Vaccinations Save Lives
Global Impact of Vaccinations
The most significant contribution to the benefit of mankind occurred in the 20th century: the development of vaccines. No other advancement, except safe water, has had such an important impact on the population of the world, saving hundreds of thousands of lives.
What is a vaccine and how does it work? Vaccines are preparations designed to provide protection against certain diseases or infections, like tetanus, measles, polio, hepatitis, and the seasonal flu. They are created by using small amounts of killed or weakened microorganisms (bacteria or virus) that cause a specific disease. The resulting vaccine stimulates the immune system to react as if a real infection was present in the body. Once the immune system is stimulated, it recognizes and "remembers" the organism and then fights the infection if the organism enters the body at a later time. Due to the widespread use of these vaccines, the world has seen a dramatic decline of many infectious diseases, but they still circulate either in the U.S. or in other parts of the world.
Why are vaccines important? Babies are born with immunity that protects them from certain diseases due to antibodies that are passed from the mother during pregnancy. This immunity is only temporary, however, so vaccines are started once the babies' immune system is developed enough to respond to the vaccines.
Some people feel that they do not have to vaccinate their children because most other people in the community are immunized. They are relying on what's known as "herd immunity". This is only effective if all members of the population are vaccinated and the individual remains within the herd. Once the individual goes beyond the herd, they are susceptible to any disease they have not had, including those that could have been prevented through vaccines. This is often seen when people travel to areas where vaccines are not given routinely.

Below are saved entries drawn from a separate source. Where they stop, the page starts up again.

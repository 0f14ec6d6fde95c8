//! Read-only access to the `previews.db` file kept inside a previews directory.

use std::path::{Path, PathBuf};

use rusqlite::{params, Connection, OpenFlags, OptionalExtension};

pub const PREVIEW_DB_FILE: &str = "previews.db";

/// Tables that map a catalog image to its preview uuid, newest layout first.
const UUID_QUERIES: &[(&str, &str)] = &[
    ("AgPreviewImages", "SELECT uuid FROM AgPreviewImages WHERE image = ?1"),
    ("ImageCacheEntry", "SELECT uuid FROM ImageCacheEntry WHERE imageId = ?1"),
];

#[derive(Debug, Clone)]
pub struct PreviewDatabase {
    path: PathBuf,
}

impl PreviewDatabase {
    /// Returns a handle when `previews.db` exists in `previews_dir`.
    pub fn locate(previews_dir: &Path) -> Option<Self> {
        let path = previews_dir.join(PREVIEW_DB_FILE);
        path.is_file().then_some(Self { path })
    }

    pub fn path(&self) -> &Path {
        &self.path
    }

    fn connect(&self) -> Result<Connection, rusqlite::Error> {
        Connection::open_with_flags(
            &self.path,
            OpenFlags::SQLITE_OPEN_READ_ONLY | OpenFlags::SQLITE_OPEN_NO_MUTEX,
        )
    }

    /// Looks up the preview uuid for a catalog image id.
    pub fn preview_uuid(&self, record_id: i64) -> Result<Option<String>, rusqlite::Error> {
        let conn = self.connect()?;
        for (table, sql) in UUID_QUERIES {
            if !table_exists(&conn, table)? {
                continue;
            }
            let uuid: Option<Option<String>> = conn
                .query_row(sql, params![record_id], |row| row.get(0))
                .optional()?;
            if let Some(Some(uuid)) = uuid {
                if !uuid.is_empty() {
                    return Ok(Some(uuid));
                }
            }
        }
        Ok(None)
    }
}

fn table_exists(conn: &Connection, table: &str) -> Result<bool, rusqlite::Error> {
    conn.query_row(
        "SELECT COUNT(*) FROM sqlite_master WHERE type = 'table' AND name = ?1",
        params![table],
        |row| row.get::<_, i64>(0),
    )
    .map(|count| count > 0)
}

The CDC has designed a schedule for the vaccines it recommends, giving the times the vaccines should be started. Some vaccines require more than one dose to be effective and the schedule includes the intervals between shots in a specific series. To be effective, all doses of a vaccine series should be given. If your child is behind on immunizations, there is a "catch-up" schedule your doctor can use. However, immunizations do not have to be restarted if the schedule between doses is interrupted.
How safe are vaccines? Vaccines are among the safest and most reliable drugs available. Some parents may hesitate to have their children vaccinated because they worry there will be serious reactions to the vaccine or that the child may get the illness the vaccine is designed to prevent. But, because the components of vaccines are weakened or killed, and in some cases, only parts of the microorganism are used, they're very unlikely to cause any serious illness.
What are the reactions to vaccination? After receiving some vaccines, there may be mild reactions, such as soreness where the shot was given or fever, but serious reactions are rare. However, the risks of reaction related to the use of vaccinations are small compared with the risks associated with the disease the immunizations are designed to prevent.